Corospondent - October 2020
Coronation Balanced Plus and Coronation Equity funds - October 2020
Both the Equity Fund (our diversified general equity fund) and the Balanced Plus Fund (our flagship multi-asset fund for pre-retirement investors) had a satisfactory Q3-20, returning 3.0% and 2.7%, respectively. Both funds continue to perform well against their peer groups over all meaningful, longer-term periods, which aligns to our long-term investment horizon.
Our large global equity weighting added to performance in both funds during the quarter.
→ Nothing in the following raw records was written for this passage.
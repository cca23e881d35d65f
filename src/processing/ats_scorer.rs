//! ATS compatibility scoring with a single-pass auto-fix

use crate::config::AtsConfig;
use crate::error::{Result, ResumeOptimizerError};
use crate::processing::keywords::{KeywordExtractor, DEFAULT_MIN_KEYWORD_LENGTH};
use crate::processing::records::{
    ATSScoreBreakdown, AlignedRecord, AutoFixResult, FormattingAnalysis, FormattingIssue,
    IssueSeverity, KeywordAnalysis, OptimizedRecord, ResumeSections, ScoreCategory,
    SectionAnalysis, SectionType, Suggestion, SuggestionCategory, SuggestionPriority,
};
use aho_corasick::AhoCorasick;
use log::debug;
use regex::Regex;
use std::collections::{BTreeSet, HashSet};

/// Number of formatting rules a resume is judged against
pub const TOTAL_FORMATTING_CHECKS: usize = 7;

const IMAGE_MARKERS: &[&str] = &["[image]", "[graphic]", "[photo]", "img:", "src="];
const TABLE_MARKERS: &[&str] = &["|", "\t\t", "  \t"];

const SPECIAL_CHAR_RATIO: f64 = 0.05;
const LONG_LINE_CHARS: usize = 100;
const LONG_LINE_RATIO: f64 = 0.30;

const MAX_SUGGESTED_KEYWORDS: usize = 10;
const MAX_SUMMARY_KEYWORDS: usize = 5;
const MAX_SKILL_KEYWORDS: usize = 10;
const MAX_MISSING_FOR_ENRICHMENT: usize = 20;

const SUMMARY_PLACEHOLDER: &str = "Professional with relevant experience and skills.";

pub struct ATSScoringEngine {
    extractor: KeywordExtractor,
    keyword_weight: f64,
    section_weight: f64,
    formatting_weight: f64,
    target_score: u8,
    min_keyword_density: f64,
    image_matcher: AhoCorasick,
    table_matcher: AhoCorasick,
    special_char_regex: Regex,
}
//! Keyword normalization, alignment scoring, and ATS scoring

pub mod keywords;
pub mod records;
pub mod alignment;
pub mod ats_scorer;

pub use alignment::AlignmentScorer;
pub use ats_scorer::ATSScoringEngine;
pub use keywords::KeywordExtractor;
Although global equity markets have recovered strongly off their lows, we continue to believe that valuations look reasonable – especially relative to other asset classes. Balanced Plus also benefited in Q3-20 from no international government bond exposure and a meaningful position in gold. Although we reduced the gold position during the quarter, we believe that in a world characterised by ongoing pressure on policymakers across the globe to print and spend, zero interest rates and heightened geopolitical risks, gold has a unique role to play in protecting the portfolio.
STREAMING OFFERS ATTRACTIVE FLOWS
One of the new additions to the Equity Fund is Tencent Music Entertainment Group (TME). TME is a subsidiary of Tencent and owns the leading music streaming platform in China, with a staggering 650 million monthly active users. TME also owns a suite of cash-generative social entertainment businesses, including the dominant online karaoke app and various live streaming apps on which users interact with performers online. There are significant synergies between these platforms.
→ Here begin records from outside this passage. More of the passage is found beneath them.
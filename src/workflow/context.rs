//! Per-run state threaded through the pipeline

use crate::processing::records::{AlignedRecord, JobRecord, OptimizedRecord, ProfileMatch, ProfileRecord};
use serde::{Deserialize, Serialize};
use serde_json::Value;
use std::collections::BTreeMap;
use std::fmt;
use std::path::PathBuf;

/// Accumulated state of one pipeline execution, addressed by `run_id`
#[derive(Debug, Clone, Default, PartialEq, Serialize, Deserialize)]
pub struct RunContext {
    pub run_id: String,
    pub job_url: String,
    pub profile_id: String,
    #[serde(default)]
    pub job_record: Option<JobRecord>,
    #[serde(default)]
    pub profile_record: Option<ProfileRecord>,
    #[serde(default)]
    pub aligned_record: Option<AlignedRecord>,
    #[serde(default)]
    pub optimized_record: Option<OptimizedRecord>,
    #[serde(default)]
    pub artifact_path: Option<PathBuf>,
    #[serde(default)]
    pub metadata: BTreeMap<String, Value>,
    #[serde(default)]
    pub execution_time: BTreeMap<String, f64>,
    #[serde(default)]
    pub errors: Vec<String>,
    #[serde(default)]
    pub warnings: Vec<String>,
}

impl RunContext {
    pub fn new(run_id: impl Into<String>, job_url: impl Into<String>, profile_id: impl Into<String>) -> Self {
        Self {
            run_id: run_id.into(),
            job_url: job_url.into(),
            profile_id: profile_id.into(),
            ..Self::default()
        }
    }

    /// Merge a partial update: scalars overwrite, maps merge key-wise, lists append
    pub fn apply(&mut self, update: ContextUpdate) {
        if let Some(job) = update.job_record {
            self.job_record = Some(job);
        }
        if let Some(profile) = update.profile_record {
            self.profile_record = Some(profile);
        }
        if let Some(aligned) = update.aligned_record {
            self.aligned_record = Some(aligned);
        }
        if let Some(optimized) = update.optimized_record {
            self.optimized_record = Some(optimized);
        }
        if let Some(path) = update.artifact_path {
            self.artifact_path = Some(path);
        }

        self.metadata.extend(update.metadata);
        self.execution_time.extend(update.execution_time);
        self.errors.extend(update.errors);
        self.warnings.extend(update.warnings);
    }

    pub fn has_errors(&self) -> bool {
        !self.errors.is_empty()
    }

    pub fn state(&self) -> Option<PipelineState> {
        self.metadata
            .get(PipelineState::METADATA_KEY)
            .and_then(|value| serde_json::from_value(value.clone()).ok())
    }
}

/// Partial change to a `RunContext`
#[derive(Debug, Clone, Default)]
pub struct ContextUpdate {
    pub job_record: Option<JobRecord>,
    pub profile_record: Option<ProfileRecord>,
    pub aligned_record: Option<AlignedRecord>,
    pub optimized_record: Option<OptimizedRecord>,
    pub artifact_path: Option<PathBuf>,
    pub metadata: BTreeMap<String, Value>,
    pub execution_time: BTreeMap<String, f64>,
    pub errors: Vec<String>,
    pub warnings: Vec<String>,
}

impl ContextUpdate {
    pub fn new() -> Self {
        Self::default()
    }

    pub fn job_record(mut self, job: JobRecord) -> Self {
        self.job_record = Some(job);
        self
    }

    /// Store the retrieved profile and its relevance
    pub fn profile_match(mut self, found: ProfileMatch) -> Self {
        self.metadata
            .insert("profile_relevance".to_string(), Value::from(found.relevance as f64));
        self.profile_record = Some(found.profile);
        self
    }

    pub fn aligned_record(mut self, aligned: AlignedRecord) -> Self {
        self.aligned_record = Some(aligned);
        self
    }

    pub fn optimized_record(mut self, optimized: OptimizedRecord) -> Self {
        self.optimized_record = Some(optimized);
        self
    }

    pub fn artifact_path(mut self, path: PathBuf) -> Self {
        self.artifact_path = Some(path);
        self
    }

    pub fn metadata(mut self, key: impl Into<String>, value: impl Into<Value>) -> Self {
        self.metadata.insert(key.into(), value.into());
        self
    }

    pub fn state(self, state: PipelineState) -> Self {
        let value = serde_json::to_value(state).unwrap_or(Value::Null);
        self.metadata(PipelineState::METADATA_KEY, value)
    }

    pub fn timing(mut self, key: impl Into<String>, seconds: f64) -> Self {
        self.execution_time.insert(key.into(), seconds);
        self
    }

    pub fn error(mut self, message: impl Into<String>) -> Self {
        self.errors.push(message.into());
        self
    }

    pub fn warning(mut self, message: impl Into<String>) -> Self {
        self.warnings.push(message.into());
        self
    }
}

/// The five pipeline stages, in execution order
#[derive(Debug, Clone, Copy, PartialEq, Eq, Hash, Serialize, Deserialize)]
#[serde(rename_all = "snake_case")]
pub enum Stage {
    ExtractJob,
    RetrieveProfile,
    AlignContent,
    OptimizeAts,
    RenderDocument,
}

impl Stage {
    pub const ALL: [Stage; 5] = [
        Stage::ExtractJob,
        Stage::RetrieveProfile,
        Stage::AlignContent,
        Stage::OptimizeAts,
        Stage::RenderDocument,
    ];

    /// Key used in `execution_time` and `completed_stages`
    pub fn name(&self) -> &'static str {
        match self {
            Stage::ExtractJob => "extract_job",
            Stage::RetrieveProfile => "retrieve_profile",
            Stage::AlignContent => "align_content",
            Stage::OptimizeAts => "optimize_ats",
            Stage::RenderDocument => "render_document",
        }
    }

    /// Prefix for error messages raised by this stage
    pub fn failure_label(&self) -> &'static str {
        match self {
            Stage::ExtractJob => "Failed to extract job data",
            Stage::RetrieveProfile => "Failed to retrieve profile",
            Stage::AlignContent => "Failed to align content",
            Stage::OptimizeAts => "Failed to optimize for ATS",
            Stage::RenderDocument => "Failed to render document",
        }
    }

    pub fn next(&self) -> Option<Stage> {
        match self {
            Stage::ExtractJob => Some(Stage::RetrieveProfile),
            Stage::RetrieveProfile => Some(Stage::AlignContent),
            Stage::AlignContent => Some(Stage::OptimizeAts),
            Stage::OptimizeAts => Some(Stage::RenderDocument),
            Stage::RenderDocument => None,
        }
    }
}

impl fmt::Display for Stage {
    fn fmt(&self, f: &mut fmt::Formatter) -> fmt::Result {
        write!(f, "{}", self.name())
    }
}

/// Position of a run in the pipeline state machine
#[derive(Debug, Clone, Copy, PartialEq, Eq, Serialize, Deserialize)]
#[serde(tag = "state", content = "stage", rename_all = "snake_case")]
pub enum PipelineState {
    Init,
    Running(Stage),
    Done,
    Failed(Stage),
}

impl PipelineState {
    pub const METADATA_KEY: &'static str = "pipeline_state";

    /// State after `stage` succeeds
    pub fn after_success(stage: Stage) -> Self {
        match stage.next() {
            Some(next) => PipelineState::Running(next),
            None => PipelineState::Done,
        }
    }
}

impl fmt::Display for PipelineState {
    fn fmt(&self, f: &mut fmt::Formatter) -> fmt::Result {
        match self {
            PipelineState::Init => write!(f, "init"),
            PipelineState::Running(stage) => write!(f, "running:{}", stage),
            PipelineState::Done => write!(f, "done"),
            PipelineState::Failed(stage) => write!(f, "failed:{}", stage),
        }
    }
}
TME is well positioned to play a leading role in the multi-year development of the Chinese audio industry. The nascent music market is growing off a low base, with consumers increasingly willing to pay for digital content. While TME’s proportion of paying users is growing rapidly, it remains low (7%) when compared to global peers, such as Spotify (c.50%). Average revenues per user are also very low with significant scope to increase. The group has also moved into adjacent areas, such as record label activities, thus offering artists the full spectrum of services from music creation to distribution. More recent initiatives, such as live concerts and a broader push into audio, including podcasts, provide additional future revenue streams.
TME has an excellent management team and a fortress-like balance sheet, with over $3 billion of net cash (13% of market cap), which positions the company well to execute its strategy. We expect healthy revenue growth of around 20% p.a. over the medium term, with even faster earnings growth as the music platforms and new initiatives turn profitable. TME trades on 22 times free cash flow adjusting for its cash balance and stake in Spotify (worth over $1 billion), a level we view as attractive given the earnings growth profile of the business.
DOMESTIC EQUITY ATTRACTIVE
Although we are cognisant of the risks around South Africa’s worsening fiscal position and the risk of a debt trap, we believe that South African government bonds remain a reasonably attractive investment opportunity given their high yields and the absence of near-term inflation pressures in the local economy.
Good stock selection in the funds added to local equity market returns. Given the compelling value on offer, we increased our domestic equity exposure during the quarter. While the domestic equity holdings remain skewed to rand-hedge stocks, which are attractive for stock-specific reasons, we have also been increasing our exposure to domestic-facing stocks, many of which we believe are very attractively priced.
One example is the local life insurance sector. Life companies have appealing attributes, including ‘sticky’ product (retirement savings and life insurance); extensive and hard-to-replicate distribution networks; c.30% to 40% earnings exposure to equity markets, which we think offer good value; the ability to generate fees during lockdowns; diversified earnings streams; and strong capital positions.
Embedded value is a reasonable proxy for life insurance valuations. Life company share prices have derated meaningfully relative to embedded value, with, for example, the Momentum Metropolitan share price moving from a premium to embedded value in 2015 to a 40% discount today. New management has impressed us through their implementation of a turnaround and has placed the business on a firmer footing, as evidenced in Metropolitan Life’s recent results. We don’t think the market gives enough credit to the turnaround that is under way. Meaningful earnings pain was taken now in the form of Covid-19 provisions. We believe these will support robust earnings growth in future periods.
Sanlam is another recent addition to the funds. We have long admired the business for its strong growth profile, high-calibre management team and high levels of accounting prudence. Historically, we haven’t owned Sanlam, given a stretched valuation and the lack of a margin of safety. The recent selloff has allowed us to buy this quality compounder at an attractive valuation.
The funds also benefited from exposure to Shoprite, Anglo American, Northam Platinum and Impala Platinum, as described more fully in Neville Chester's commentary. We have also added to our Glencore position on share price weakness
Other material activity during Q3-20 was the switching of our remaining Prosus holding into Naspers because we believe the additional discount to intrinsic value is highly attractive. We also trimmed our Anheuser-Busch InBev position on share price strength and opportunistically added to our FirstRand position, along with some other domestic stocks.
In this uncertain world, our objective remains on building diversified portfolios that can absorb unanticipated shocks. We will remain focused on valuation and will seek to take advantage of attractive opportunities that the market may present to us. We are excited by the current portfolios and, given compelling valuations, we are excited about future return prospects.